Las nubes grises y oscuras suelen aferrarse a las montañas para evitar ser arrastradas por el viento o la evaporación en el espacio abierto; forman un rebaño amontonado y juegan a moverse en corrientes de pequeños grupos que manejan la danza, a veces como las golondrinas, sin saber que trazan figuras geométricas ovaladas de una belleza impresionante con sus vuelos acrobáticos.

Las ovejas, sin embargo, representan la huida del miedo a los lobos: se amontonan formando un muro de lana y se lamentan de su condición de borregos.

Los compases de la peregrinación de sus cencerros enfilan los galpones: es el canto del regreso, la señal de la retirada.

El frío es amigo de la lana; se presta y embadurna de cobijos de pelo sin escardar, de pezuñas desnudas que trotan entre andurriales dejando caer las orejas agitadas y el balido del llanto localizado.

Los pastores entienden su lengua y se comunican a ciegas con el silbido.

Los perros son sargentos de maniobras de acción inmediata.

Todo fluye bajo la sensibilidad del cielo, sobre el lienzo de forraje seco que mantienen los campos apenas con rastrojos.

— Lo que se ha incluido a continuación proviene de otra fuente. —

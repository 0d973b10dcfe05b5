use crate::color::lut::{Lut, float_to_u8};
use xxhash_rust::xxh3::xxh3_64_with_seed;

/// Rec.601 luma weights.
const LUMA_R: f32 = 0.299;
const LUMA_G: f32 = 0.587;
const LUMA_B: f32 = 0.114;

/// Half-step bias each carry accumulator starts from.
pub const CARRY_BIAS: u32 = 0x80;

/// Channel mode selected in the viewer.
#[derive(Clone, Copy, Debug, Default, PartialEq, Eq, Hash, serde::Serialize, serde::Deserialize)]
#[serde(rename_all = "snake_case")]
pub enum DisplayChannels {
    #[default]
    Rgba,
    R,
    G,
    B,
    A,
    Luminance,
}

impl DisplayChannels {
    /// Stable numeric id used in cache keys.
    pub fn id(self) -> u8 {
        match self {
            Self::Rgba => 0,
            Self::R => 1,
            Self::G => 2,
            Self::B => 3,
            Self::A => 4,
            Self::Luminance => 5,
        }
    }

    /// Source channel offsets for the three displayed channels.
    pub fn map(self) -> ChannelMap {
        let (offsets, luminance) = match self {
            Self::Rgba => ([0, 1, 2], false),
            Self::R => ([0, 0, 0], false),
            Self::G => ([1, 1, 1], false),
            Self::B => ([2, 2, 2], false),
            Self::A => ([3, 3, 3], false),
            Self::Luminance => ([0, 1, 2], true),
        };
        ChannelMap { offsets, luminance }
    }
}

/// Per-channel source offsets plus the luma flag.
#[derive(Clone, Copy, Debug, PartialEq, Eq)]
pub struct ChannelMap {
    pub offsets: [usize; 3],
    pub luminance: bool,
}

/// Everything the row converters need besides pixels.
#[derive(Clone, Copy, Debug)]
pub struct PixelParams {
    pub exposure: f32,
    pub channels: ChannelMap,
    /// `None` quantizes directly; only read by the 8-bit path.
    pub lut: Option<&'static Lut>,
}

impl PixelParams {
    /// Sample one source pixel: channel selection, then exposure, then luma.
    #[inline]
    pub fn sample(&self, px: &[f32]) -> [f32; 3] {
        let [ro, go, bo] = self.channels.offsets;
        let r = px[ro] * self.exposure;
        let g = px[go] * self.exposure;
        let b = px[bo] * self.exposure;
        if self.channels.luminance {
            let l = LUMA_R * r + LUMA_G * g + LUMA_B * b;
            [l, l, l]
        } else {
            [r, g, b]
        }
    }
}

/// Pack 8-bit samples into one word whose little-endian bytes read `B,G,R,A`.
#[inline]
pub fn to_bgra(r: u8, g: u8, b: u8, a: u8) -> u32 {
    u32::from(b) | (u32::from(g) << 8) | (u32::from(r) << 16) | (u32::from(a) << 24)
}

/// One step of the 8-bit error-diffusion accumulator.
///
/// Keeps the fractional byte of `acc` and adds the next `8.8` sample. With `sample <= 0xFF00`
/// the result never exceeds `0xFFFF`.
#[inline]
pub fn carry_step(acc: u32, sample: u16) -> u32 {
    let next = (acc & 0xFF) + u32::from(sample);
    debug_assert!(next <= 0xFFFF, "carry accumulator overflow: {next:#x}");
    next
}

/// Per-row error carry for the three color channels.
#[derive(Clone, Copy, Debug, PartialEq, Eq)]
pub struct ErrorCarry {
    acc: [u32; 3],
}

impl Default for ErrorCarry {
    fn default() -> Self {
        Self {
            acc: [CARRY_BIAS; 3],
        }
    }
}

impl ErrorCarry {
    /// Feed three `8.8` samples and return the emitted 8-bit codes.
    #[inline]
    pub fn push(&mut self, samples: [u16; 3]) -> [u8; 3] {
        let mut out = [0u8; 3];
        for i in 0..3 {
            self.acc[i] = carry_step(self.acc[i], samples[i]);
            out[i] = (self.acc[i] >> 8) as u8;
        }
        out
    }

    /// Current raw accumulators.
    pub fn accumulators(&self) -> [u32; 3] {
        self.acc
    }
}

/// Chooses the column each 8-bit row's decimation walk starts from.
pub trait PhaseStrategy: Send + Sync + std::fmt::Debug {
    /// Start column in `[0, samples)` for source row `row`. `samples` is never 0.
    fn start_column(&self, row: i32, samples: usize) -> usize;
}

/// Seeded per-row pseudo-random phase, reproducible for a given `(seed, row)`.
#[derive(Clone, Copy, Debug, PartialEq, Eq)]
pub struct JitteredPhase {
    pub seed: u64,
}

impl PhaseStrategy for JitteredPhase {
    fn start_column(&self, row: i32, samples: usize) -> usize {
        (xxh3_64_with_seed(&row.to_le_bytes(), self.seed) % samples as u64) as usize
    }
}

/// Same start column on every row.
#[derive(Clone, Copy, Debug, Default, PartialEq, Eq)]
pub struct FixedPhase {
    pub column: usize,
}

impl PhaseStrategy for FixedPhase {
    fn start_column(&self, _row: i32, samples: usize) -> usize {
        self.column.min(samples - 1)
    }
}

/// Middle column on every row.
#[derive(Clone, Copy, Debug, Default, PartialEq, Eq)]
pub struct CenteredPhase;

impl PhaseStrategy for CenteredPhase {
    fn start_column(&self, _row: i32, samples: usize) -> usize {
        samples / 2
    }
}

/// Convert one destination row to linear float `r,g,b,1.0`.
///
/// `src` starts at the source pixel of the first destination column; each destination pixel
/// advances `step` source pixels. Columns past the end of `src` are left untouched.
pub fn convert_row_f32(src: &[f32], step: usize, dst: &mut [u8], params: &PixelParams) {
    for (i, out) in dst.chunks_exact_mut(16).enumerate() {
        let at = i * step * 4;
        let Some(px) = src.get(at..at + 4) else {
            break;
        };
        let [r, g, b] = params.sample(px);
        for (slot, v) in out.chunks_exact_mut(4).zip([r, g, b, 1.0]) {
            slot.copy_from_slice(&v.to_ne_bytes());
        }
    }
}

/// Convert one destination row to display-encoded `B,G,R,A` bytes with opaque alpha.
///
/// The walk starts at destination column `start`, runs forward to the row end, then backward
/// from `start - 1` to 0. Each direction gets a fresh [`ErrorCarry`].
pub fn convert_row_u8(src: &[f32], step: usize, dst: &mut [u8], params: &PixelParams, start: usize) {
    let available = src.len().div_ceil(step * 4);
    let n = (dst.len() / 4).min(available);
    if n == 0 {
        return;
    }
    let start = start.min(n - 1);

    let mut emit = |d: usize, carry: &mut ErrorCarry| {
        let at = d * step * 4;
        let [r, g, b] = params.sample(&src[at..at + 4]);
        let [r8, g8, b8] = match params.lut {
            Some(lut) => carry.push([lut.to_u8xx(r), lut.to_u8xx(g), lut.to_u8xx(b)]),
            None => [float_to_u8(r), float_to_u8(g), float_to_u8(b)],
        };
        dst[d * 4..d * 4 + 4].copy_from_slice(&to_bgra(r8, g8, b8, 255).to_le_bytes());
    };

    let mut carry = ErrorCarry::default();
    for d in start..n {
        emit(d, &mut carry);
    }
    let mut carry = ErrorCarry::default();
    for d in (0..start).rev() {
        emit(d, &mut carry);
    }
}

#[cfg(test)]
#[path = "../../tests/unit/render/pixel.rs"]
mod tests;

Pronto habrá retoños, y tras estos sollozos escasamente visibles hay un mundo de espera y apariencias que se agita para entrar en acción.

Otoño de indiferencia, ya no recuerdas tus memorias.

Abandonado a los caprichos del cielo, te comportas con la tierra según el crédito de tus llantos.

No dejes que los cuervos graznen desdicha ni los grajos desgracia; permite que la oficialidad del duelo mantenga el protocolo de tu gloria, aunque las hojas sigan cayendo por gravedad y aburrimiento, aunque los caracoles no peregrinen arrastrando sus periscopios alzados y mueran resecos en sus conchas de magnesio blanco.

No queda abundancia de otros tiempos, ni se viran las tornas esperando las miserias.

Los sacrificios a los dioses pasaron a la leyenda de otros olimpos.

El tiempo bondadoso ahora es un cobarde que no enseña su destino, que no encuentra el bando de su acción.

El cielo sigue encapotado y arrepentido; no hay señales de duelo ni regalos pendientes.

La tierra ni resuella: solo enmudece y permanece en silencio despectivo.

Ya la gente no reza: ha perdido la fe en las plegarias.

El desaire se apodera creando ambientes raros, la incertidumbre galopa buscando asilos, nadie reconoce la herencia.

Los rastros se han borrado, los mojones han desaparecido, el camino ha evaporado las huellas; reniegan de pisar los últimos vestigios por dependencia.

No reconozco este llanto, aunque la orquesta entone a Chopin, Beethoven o Mozart en una marcha fúnebre sin gracia.